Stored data
------------------------

//! In-memory backends shared by the unit tests.

use std::{
    collections::VecDeque,
    sync::{
        atomic::{AtomicUsize, Ordering},
        Arc, Mutex,
    },
};

use anyhow::{anyhow, Result};
use async_trait::async_trait;
use shared::{
    domain::{Appointment, AppointmentId, AppointmentStatus, Service, ServiceId, ServiceRef},
    protocol::{BookingsPayload, EditBookingRequest},
};
use tokio::sync::Semaphore;

use crate::{
    api::{BookingApi, ServiceCatalogApi},
    cache::{Invalidation, PageCache, QuerySnapshot},
    error::FetchError,
    lock,
    pagination::{PageIndex, PageResult, PAGE_SIZE},
};

pub(crate) fn appointment(id: i64, date: &str, time: &str) -> Appointment {
    Appointment {
        appointment_id: AppointmentId(id),
        service: ServiceRef {
            id: ServiceId(1),
            name: "Haircut".into(),
        },
        appointment_date: date.into(),
        appointment_time: time.into(),
        status: AppointmentStatus::Confirmed,
    }
}

pub(crate) fn service(id: i64, name: &str) -> Service {
    Service {
        id: ServiceId(id),
        name: name.into(),
    }
}

pub(crate) fn page(n: i64) -> PageIndex {
    PageIndex::new(n).expect("valid page")
}

/// Pages through a stored list the way the backend does. Each call can be
/// held until the test releases a queued gate.
#[derive(Default)]
pub(crate) struct FakeBookingApi {
    appointments: Mutex<Vec<Appointment>>,
    fetch_error: Mutex<Option<String>>,
    edit_error: Mutex<Option<String>>,
    fetch_gates: Mutex<VecDeque<Arc<Semaphore>>>,
    edit_gates: Mutex<VecDeque<Arc<Semaphore>>>,
    fetched_pages: Mutex<Vec<u32>>,
    edits: Mutex<Vec<EditBookingRequest>>,
}

impl FakeBookingApi {
    pub(crate) fn with_appointments(appointments: Vec<Appointment>) -> Self {
        Self {
            appointments: Mutex::new(appointments),
            ..Self::default()
        }
    }

    pub(crate) fn replace_appointments(&self, appointments: Vec<Appointment>) {
        *lock(&self.appointments) = appointments;
    }

    pub(crate) fn fail_fetches(&self, message: Option<&str>) {
        *lock(&self.fetch_error) = message.map(str::to_string);
    }

    pub(crate) fn fail_edits(&self, message: Option<&str>) {
        *lock(&self.edit_error) = message.map(str::to_string);
    }

    /// The next fetch that starts waits until a permit is added.
    pub(crate) fn hold_next_fetch(&self) -> Arc<Semaphore> {
        let gate = Arc::new(Semaphore::new(0));
        lock(&self.fetch_gates).push_back(Arc::clone(&gate));
        gate
    }

    pub(crate) fn hold_next_edit(&self) -> Arc<Semaphore> {
        let gate = Arc::new(Semaphore::new(0));
        lock(&self.edit_gates).push_back(Arc::clone(&gate));
        gate
    }

    pub(crate) fn fetched_pages(&self) -> Vec<u32> {
        lock(&self.fetched_pages).clone()
    }

    pub(crate) fn fetch_count(&self) -> usize {
        lock(&self.fetched_pages).len()
    }

    pub(crate) fn edits(&self) -> Vec<EditBookingRequest> {
        lock(&self.edits).clone()
    }
}

#[async_trait]
impl BookingApi for FakeBookingApi {
    async fn get_bookings(&self, page: PageIndex) -> Result<BookingsPayload> {
        lock(&self.fetched_pages).push(page.get());
        let gate = lock(&self.fetch_gates).pop_front();
        if let Some(gate) = gate {
            gate.acquire().await?.forget();
        }

        let fetch_error = lock(&self.fetch_error).clone();
        if let Some(message) = fetch_error {
            return Err(anyhow!(message));
        }

        let appointments = lock(&self.appointments);
        let start = (page.get() as usize - 1) * PAGE_SIZE as usize;
        let slice = appointments
            .iter()
            .skip(start)
            .take(PAGE_SIZE as usize)
            .cloned()
            .collect();
        Ok(BookingsPayload {
            appointments: slice,
            total: appointments.len() as u64,
        })
    }

    async fn edit_booking(&self, request: EditBookingRequest) -> Result<()> {
        lock(&self.edits).push(request.clone());
        let gate = lock(&self.edit_gates).pop_front();
        if let Some(gate) = gate {
            gate.acquire().await?.forget();
        }

        let edit_error = lock(&self.edit_error).clone();
        if let Some(message) = edit_error {
            return Err(anyhow!(message));
        }

        let mut appointments = lock(&self.appointments);
        let stored = appointments
            .iter_mut()
            .find(|appointment| appointment.appointment_id == request.appointment_id)
            .ok_or_else(|| anyhow!("appointment {} not found", request.appointment_id.0))?;
        stored.service.id = request.service_id;
        stored.appointment_date = request.appointment_date;
        stored.appointment_time = request.appointment_time;
        Ok(())
    }
}

/// Answers each catalog call with the next scripted response.
pub(crate) struct FakeCatalogApi {
    script: Mutex<VecDeque<Result<Vec<Service>, String>>>,
    gate: Mutex<Option<Arc<Semaphore>>>,
    calls: AtomicUsize,
}

impl FakeCatalogApi {
    pub(crate) fn scripted(script: Vec<Result<Vec<Service>, String>>) -> Self {
        Self {
            script: Mutex::new(script.into()),
            gate: Mutex::new(None),
            calls: AtomicUsize::new(0),
        }
    }

    pub(crate) fn ok(services: Vec<Service>) -> Self {
        Self::scripted(vec![Ok(services)])
    }

    pub(crate) fn failing(message: &str) -> Self {
        Self::scripted(vec![Err(message.to_string())])
    }

    pub(crate) fn hold(&self) -> Arc<Semaphore> {
        let gate = Arc::new(Semaphore::new(0));
        *lock(&self.gate) = Some(Arc::clone(&gate));
        gate
    }

    pub(crate) fn calls(&self) -> usize {
        self.calls.load(Ordering::SeqCst)
    }
}

#[async_trait]
impl ServiceCatalogApi for FakeCatalogApi {
    async fn get_services(&self) -> Result<Vec<Service>> {
        self.calls.fetch_add(1, Ordering::SeqCst);
        let gate = lock(&self.gate).take();
        if let Some(gate) = gate {
            gate.acquire().await?.forget();
        }
        let next = lock(&self.script).pop_front();
        next.unwrap_or_else(|| Err("no scripted response".to_string()))
            .map_err(|message| anyhow!(message))
    }
}

/// Records what the mutation asks of the cache.
#[derive(Default)]
pub(crate) struct RecordingCache {
    invalidations: Mutex<Vec<Invalidation>>,
    refetches: Mutex<Vec<PageIndex>>,
}

impl RecordingCache {
    pub(crate) fn invalidations(&self) -> Vec<Invalidation> {
        lock(&self.invalidations).clone()
    }

    pub(crate) fn refetches(&self) -> Vec<PageIndex> {
        lock(&self.refetches).clone()
    }
}

#[async_trait]
impl PageCache for RecordingCache {
    async fn get(&self, page: PageIndex) -> Result<Arc<PageResult>, FetchError> {
        Ok(Arc::new(PageResult {
            page,
            appointments: Vec::new(),
            total: 0,
        }))
    }

    async fn refetch(&self, page: PageIndex) -> Result<Arc<PageResult>, FetchError> {
        lock(&self.refetches).push(page);
        self.get(page).await
    }

    fn invalidate(&self, scope: Invalidation) {
        lock(&self.invalidations).push(scope);
    }

    fn snapshot(&self, _page: PageIndex) -> QuerySnapshot {
        QuerySnapshot::default()
    }
}
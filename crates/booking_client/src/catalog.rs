use std::{
    sync::{Arc, Mutex},
    time::Duration,
};

use shared::domain::{Service, ServiceId};
use tracing::{debug, info, warn};

use crate::{api::ServiceCatalogApi, lock};

const DEFAULT_RETRY_DELAY: Duration = Duration::from_millis(500);

/// How many times the one-shot catalog load may try before giving up.
/// The default makes a single attempt.
#[derive(Debug, Clone, Copy, PartialEq, Eq)]
pub struct RetryPolicy {
    pub attempts: u32,
    pub delay: Duration,
}

impl Default for RetryPolicy {
    fn default() -> Self {
        Self {
            attempts: 1,
            delay: DEFAULT_RETRY_DELAY,
        }
    }
}

#[derive(Debug, Clone, PartialEq, Eq)]
pub enum CatalogState {
    NotLoaded,
    Loading,
    Loaded(Vec<Service>),
    Unavailable,
}

/// One option of the edit form's service selector.
#[derive(Debug, Clone, PartialEq, Eq)]
pub enum ServiceChoice {
    /// "Choose a service"; selecting it clears the draft's service.
    Placeholder,
    Service(Service),
    /// Shown alone, disabled, when the catalog is empty.
    NoneAvailable,
}

impl ServiceChoice {
    pub fn value(&self) -> Option<ServiceId> {
        match self {
            Self::Service(service) => Some(service.id),
            Self::Placeholder | Self::NoneAvailable => None,
        }
    }

    pub fn is_disabled(&self) -> bool {
        matches!(self, Self::NoneAvailable)
    }
}

/// Read-only list of bookable services, fetched once per session and
/// independent of the appointments cache.
pub struct ServiceCatalog {
    api: Arc<dyn ServiceCatalogApi>,
    retry: RetryPolicy,
    state: Mutex<CatalogState>,
}

impl ServiceCatalog {
    pub fn new(api: Arc<dyn ServiceCatalogApi>) -> Self {
        Self {
            api,
            retry: RetryPolicy::default(),
            state: Mutex::new(CatalogState::NotLoaded),
        }
    }

    pub fn with_retry(mut self, retry: RetryPolicy) -> Self {
        self.retry = retry;
        self
    }

    /// Fetches the catalog on the first call only. Failures are logged and
    /// leave the catalog empty; they never reach the caller.
    ///
    /// Later calls return the current state without waiting, so a call made
    /// while the first load is still running gets an empty list. Read
    /// [`ServiceCatalog::services`] or [`ServiceCatalog::choices`] once that
    /// load has finished.
    pub async fn load(&self) -> Vec<Service> {
        {
            let mut state = lock(&self.state);
            if *state != CatalogState::NotLoaded {
                debug!("catalog: load already requested this session; skipping");
                return services_of(&state);
            }
            *state = CatalogState::Loading;
        }

        let max_attempts = self.retry.attempts.max(1);
        let mut loaded = None;
        for attempt in 1..=max_attempts {
            match self.api.get_services().await {
                Ok(services) => {
                    loaded = Some(services);
                    break;
                }
                Err(error) => {
                    warn!(
                        attempt,
                        max_attempts,
                        error = %format!("{error:#}"),
                        "catalog: failed to load services"
                    );
                    if attempt < max_attempts {
                        tokio::time::sleep(self.retry.delay).await;
                    }
                }
            }
        }

        let mut state = lock(&self.state);
        match loaded {
            Some(services) => {
                info!(count = services.len(), "catalog: services loaded");
                *state = CatalogState::Loaded(services.clone());
                services
            }
            None => {
                warn!("catalog: no services available for this session");
                *state = CatalogState::Unavailable;
                Vec::new()
            }
        }
    }

    pub fn state(&self) -> CatalogState {
        lock(&self.state).clone()
    }

    pub fn services(&self) -> Vec<Service> {
        services_of(&lock(&self.state))
    }

    pub fn choices(&self) -> Vec<ServiceChoice> {
        let services = self.services();
        if services.is_empty() {
            return vec![ServiceChoice::Placeholder, ServiceChoice::NoneAvailable];
        }
        std::iter::once(ServiceChoice::Placeholder)
            .chain(services.into_iter().map(ServiceChoice::Service))
            .collect()
    }
}

fn services_of(state: &CatalogState) -> Vec<Service> {
    match state {
        CatalogState::Loaded(services) => services.clone(),
        CatalogState::NotLoaded | CatalogState::Loading | CatalogState::Unavailable => Vec::new(),
    }
}

#[cfg(test)]
#[path = "tests/catalog_tests.rs"]
mod tests;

------------------------

Task prompt:
Look above for the line holding "pub(crate) fn service(id: i64, name: &str)". Print it and every line after it, exactly, through the line holding "permit is added.".

Exercise answer:
pub(crate) fn service(id: i64, name: &str) -> Service {
    Service {
        id: ServiceId(id),
        name: name.into(),
    }
}

pub(crate) fn page(n: i64) -> PageIndex {
    PageIndex::new(n).expect("valid page")
}

/// Pages through a stored list the way the backend does. Each call can be
/// held until the test releases a queued gate.
#[derive(Default)]
pub(crate) struct FakeBookingApi {
    appointments: Mutex<Vec<Appointment>>,
    fetch_error: Mutex<Option<String>>,
    edit_error: Mutex<Option<String>>,
    fetch_gates: Mutex<VecDeque<Arc<Semaphore>>>,
    edit_gates: Mutex<VecDeque<Arc<Semaphore>>>,
    fetched_pages: Mutex<Vec<u32>>,
    edits: Mutex<Vec<EditBookingRequest>>,
}

impl FakeBookingApi {
    pub(crate) fn with_appointments(appointments: Vec<Appointment>) -> Self {
        Self {
            appointments: Mutex::new(appointments),
            ..Self::default()
        }
    }

    pub(crate) fn replace_appointments(&self, appointments: Vec<Appointment>) {
        *lock(&self.appointments) = appointments;
    }

    pub(crate) fn fail_fetches(&self, message: Option<&str>) {
        *lock(&self.fetch_error) = message.map(str::to_string);
    }

    pub(crate) fn fail_edits(&self, message: Option<&str>) {
        *lock(&self.edit_error) = message.map(str::to_string);
    }

    /// The next fetch that starts waits until a permit is added.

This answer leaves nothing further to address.